Here, multiple options aren't a presentation gimmick but a true exploration tool.
When Three Options Are Actively Harming Your Business
But let's talk about when this practice becomes harmful:
When you're creating options you don't believe in just to hit that magic number three. This wastes your time and dilutes your vision.
When clients start asking to "mix and match" elements from different options, creating a Frankenstein design that lacks coherence. ("I love the layout from Option 1, the colour scheme from Option 2, and the furniture from Option 3!")
When presenting multiple options without a clear recommendation positions you as a provider of choices rather than an advisor with solutions. Remember. They hired you for your judgment, not your ability to generate alternatives.
When creating extra options means you can't invest the time to fully develop your best concept. Would you rather present one stunning, fully realized concept or three half-baked ones?
A Better Approach
What if we ditched the arbitrary "rule of three" and instead tailored our presentations to match the specific situation?
Sometimes that means a single, confident recommendation. "After exploring numerous approaches, this solution best addresses your needs because..."
Sometimes it means good/better/best options based on budget or timeline, not arbitrary design differences.
Sometimes it means presenting your primary recommendation with targeted alternatives for specific elements. "Here's the layout I recommend, and here are two options for how we could approach the kitchen island."
The key is being strategic about choices rather than defaulting to habit.
The Confidence Factor
Here's something they don't teach in design school. Every additional option you present divides your client's confidence in your judgment.

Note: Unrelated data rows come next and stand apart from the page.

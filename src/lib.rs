//! # allium
//!
//! Onion-style middleware composition for HTTP services. Declare routes and
//! cross-cutting middleware independently; build the chains once at startup.
//!
//! ## The contract
//!
//! Middleware applicability is **static**. Every middleware registration
//! carries a filter over the route descriptor — its scope prefix, a method
//! constraint, an arbitrary predicate — and the filters run exactly once,
//! when [`Composer::build`] assembles the chains. A route that a middleware
//! does not apply to never pays for it: the link simply is not in that
//! route's chain. Requests execute pre-built call graphs; nothing is
//! filtered, matched, or re-composed per request.
//!
//! Inside a chain, each layer may write to the response, refuse to descend
//! (short-circuit), substitute the response sink or the request for every
//! layer below it, and run post-logic while the chain unwinds — classic
//! onion semantics.
//!
//! ## Quick start
//!
//! ```rust,no_run
//! use allium::{before, middleware, Composer, Context, Router, Server};
//!
//! #[tokio::main]
//! async fn main() {
//!     let mut app = Composer::new();
//!     app.wrap(middleware::recovery());
//!     app.wrap(middleware::trace());
//!     app.get("/users/{id}", get_user);
//!
//!     app.scope("/admin", |admin| {
//!         admin.wrap(before(|mut ctx: Context| async move {
//!             ctx.insert_header("cache-control", "no-store");
//!             ctx
//!         }));
//!         admin.get("/stats", stats);
//!     });
//!
//!     let router = Router::mount(app.build());
//!     Server::bind("0.0.0.0:3000").serve(router).await.unwrap();
//! }
//!
//! async fn get_user(mut ctx: Context) -> Context {
//!     let id = ctx.request().param("id").unwrap_or("unknown").to_owned();
//!     ctx.insert_header("content-type", "application/json");
//!     ctx.write(format!(r#"{{"id":"{id}"}}"#));
//!     ctx
//! }
//!
//! async fn stats(mut ctx: Context) -> Context {
//!     ctx.write("{}");
//!     ctx
//! }
//! ```
//!
//! The bundled [`Router`] and [`Server`] are conveniences, not requirements:
//! [`Composer::build`] returns a plain list of `(method, pattern, chain)`
//! [`Route`]s that any URL-matching transport can mount and drive through
//! [`Route::invoke`].

mod binder;
mod chain;
mod composer;
mod context;
mod error;
mod handler;
mod registry;
mod request;
mod response;
mod router;
mod server;

pub mod health;
pub mod middleware;

pub use binder::{BindError, BindSource, BindValue, Binder, BoundArg, ParamKind, ParamSpec};
pub use chain::{before, chain_fn, BoxFuture, Chain, ChainHandler, ChainLink, Route};
pub use composer::{Composer, MiddlewareHandle, RouteHandle, Scope};
pub use context::{Context, PayloadFactory};
pub use error::Error;
pub use handler::{bound, nullary, with_text, Handler};
pub use registry::{
    MiddlewareEntry, MiddlewareRegistry, RouteDescriptor, RouteFilter, RouteInfo, RouteRegistry,
};
pub use request::Request;
pub use response::{Response, ResponseBuffer, ResponseSink};
pub use router::Router;
pub use server::Server;

// Re-exported so applications do not need a direct `http` dependency for the
// two types the API surfaces everywhere.
pub use http::{Method, StatusCode};
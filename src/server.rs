//! HTTP server and graceful shutdown.
//!
//! # Graceful shutdown and Kubernetes
//!
//! When Kubernetes terminates a pod it sends **SIGTERM** and waits
//! `terminationGracePeriodSeconds` (default 30 s) before sending SIGKILL.
//!
//! The server reacts by:
//! 1. Immediately stopping `listener.accept()` — no new connections are made.
//! 2. Letting every in-flight connection task run to completion.
//! 3. Returning from [`Server::serve`], which lets `main` exit cleanly.
//!
//! Set `terminationGracePeriodSeconds` longer than your slowest request.

use std::convert::Infallible;
use std::net::SocketAddr;
use std::sync::Arc;

use bytes::Bytes;
use http::StatusCode;
use http_body_util::{BodyExt, Full};
use hyper::service::service_fn;
use hyper_util::rt::{TokioExecutor, TokioIo};
use hyper_util::server::conn::auto::Builder as ConnBuilder;
use tokio::net::TcpListener;
use tracing::{error, info};

use crate::error::Error;
use crate::request::Request;
use crate::response::Response;
use crate::router::Router;

/// The HTTP server.
pub struct Server {
    addr: SocketAddr,
}

impl Server {
    /// Configures the server to bind to `addr` when [`serve`](Server::serve)
    /// is called.
    ///
    /// # Panics
    ///
    /// Panics if `addr` is not a valid `host:port` string.
    pub fn bind(addr: &str) -> Self {
        let addr: SocketAddr = addr.parse().expect("invalid socket address");
        Self { addr }
    }

    /// Starts accepting connections and dispatching them through `router`.
    ///
    /// Returns only after a full graceful shutdown (SIGTERM or Ctrl-C,
    /// followed by all in-flight requests completing).
    pub async fn serve(self, router: Router) -> Result<(), Error> {
        let listener = TcpListener::bind(self.addr).await?;

        // Shared across concurrent connection tasks without copying the
        // routing table or any composed chain.
        let router = Arc::new(router);

        info!(addr = %self.addr, "allium listening");

        // JoinSet tracks every spawned connection task so we can wait for
        // them all to finish during graceful shutdown.
        let mut tasks = tokio::task::JoinSet::new();

        let shutdown = shutdown_signal();
        tokio::pin!(shutdown);

        loop {
            tokio::select! {
                // `biased` checks arms top-to-bottom: a SIGTERM immediately
                // stops accepting new connections, even if more are queued.
                biased;

                () = &mut shutdown => {
                    info!(in_flight = tasks.len(), "shutdown signal received, draining connections");
                    break;
                }

                res = listener.accept() => {
                    let (stream, remote_addr) = match res {
                        Ok(v) => v,
                        Err(e) => {
                            error!("accept error: {e}");
                            continue;
                        }
                    };

                    let router = Arc::clone(&router);
                    let io = TokioIo::new(stream);

                    tasks.spawn(async move {
                        // The closure runs once per request on the
                        // connection, not once per connection.
                        let svc = service_fn(move |req| {
                            let router = Arc::clone(&router);
                            async move { dispatch(router, req).await }
                        });

                        // `auto::Builder` handles both HTTP/1.1 and HTTP/2,
                        // whatever the client negotiates.
                        if let Err(e) = ConnBuilder::new(TokioExecutor::new())
                            .serve_connection(io, svc)
                            .await
                        {
                            error!(peer = %remote_addr, "connection error: {e}");
                        }
                    });
                }

                // Reap finished connection tasks so the JoinSet does not grow
                // without bound on long-running servers.
                Some(_) = tasks.join_next(), if !tasks.is_empty() => {}
            }
        }

        // Drain: wait for every in-flight connection before returning.
        while tasks.join_next().await.is_some() {}

        info!("allium stopped");
        Ok(())
    }
}

// ── Request dispatch ──────────────────────────────────────────────────────────

/// Core hot path: routes one request through its pre-composed chain.
///
/// The error type is [`Infallible`] — failures are handled internally
/// (404, 400, or whatever the chain wrote) so hyper never sees an error.
async fn dispatch(
    router: Arc<Router>,
    req: hyper::Request<hyper::body::Incoming>,
) -> Result<http::Response<Full<Bytes>>, Infallible> {
    let (parts, body) = req.into_parts();
    let path = parts.uri.path().to_owned();

    let Some((route, params)) = router.lookup(&parts.method, &path) else {
        return Ok(Response::status_only(StatusCode::NOT_FOUND).into_http());
    };

    let body = match body.collect().await {
        Ok(collected) => collected.to_bytes().to_vec(),
        Err(e) => {
            error!("body read error: {e}");
            return Ok(Response::status_only(StatusCode::BAD_REQUEST).into_http());
        }
    };

    let headers = parts
        .headers
        .iter()
        .map(|(name, value)| {
            (
                name.as_str().to_owned(),
                String::from_utf8_lossy(value.as_bytes()).into_owned(),
            )
        })
        .collect();

    let request = Request::from_parts(
        parts.method,
        path,
        parts.uri.query().map(str::to_owned),
        headers,
        body,
        params,
    );

    Ok(route.respond(request).await.into_http())
}

// ── Shutdown signal ───────────────────────────────────────────────────────────

/// Resolves on the first shutdown signal the process receives.
///
/// On Unix this listens for both **SIGTERM** (sent by the Kubernetes control
/// plane) and **SIGINT** (Ctrl-C, for local dev). On Windows only Ctrl-C is
/// available.
async fn shutdown_signal() {
    let ctrl_c = async {
        tokio::signal::ctrl_c()
            .await
            .expect("failed to install Ctrl-C handler");
    };

    #[cfg(unix)]
    let sigterm = async {
        tokio::signal::unix::signal(tokio::signal::unix::SignalKind::terminate())
            .expect("failed to install SIGTERM handler")
            .recv()
            .await;
    };

    // `pending()` never resolves — on non-Unix platforms the SIGTERM arm is
    // effectively disabled.
    #[cfg(not(unix))]
    let sigterm = std::future::pending::<()>();

    tokio::select! {
        () = ctrl_c   => {}
        () = sigterm  => {}
    }
}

Think about it. When you go to a doctor, do you want them to present three treatment options with no recommendation? Or do you want their best professional judgment about what will work, with alternatives only if necessary?
When you position yourself as the advisor who has arrived at THE solution (not A solution), you shift the entire client relationship. You're not asking for approval. You're sharing your professional opinion.
This doesn't mean being inflexible. It means doing the thinking work beforehand so your client doesn't have to.
Breaking the Three-Option Habit
Next time you're preparing a presentation, ask yourself:
- Do I genuinely believe in all the options I'm presenting?
- Am I creating choices because the situation demands them, or because of habit?
- Would my time be better spent developing one knockout concept rather than three adequate ones?
Your job isn't to be a design vending machine offering an array of choices. It's to be the advisor who solves problems with confidence and clarity.
Sometimes that means one option. Sometimes three. Sometimes something else entirely. But it should always be a deliberate choice, not a default setting.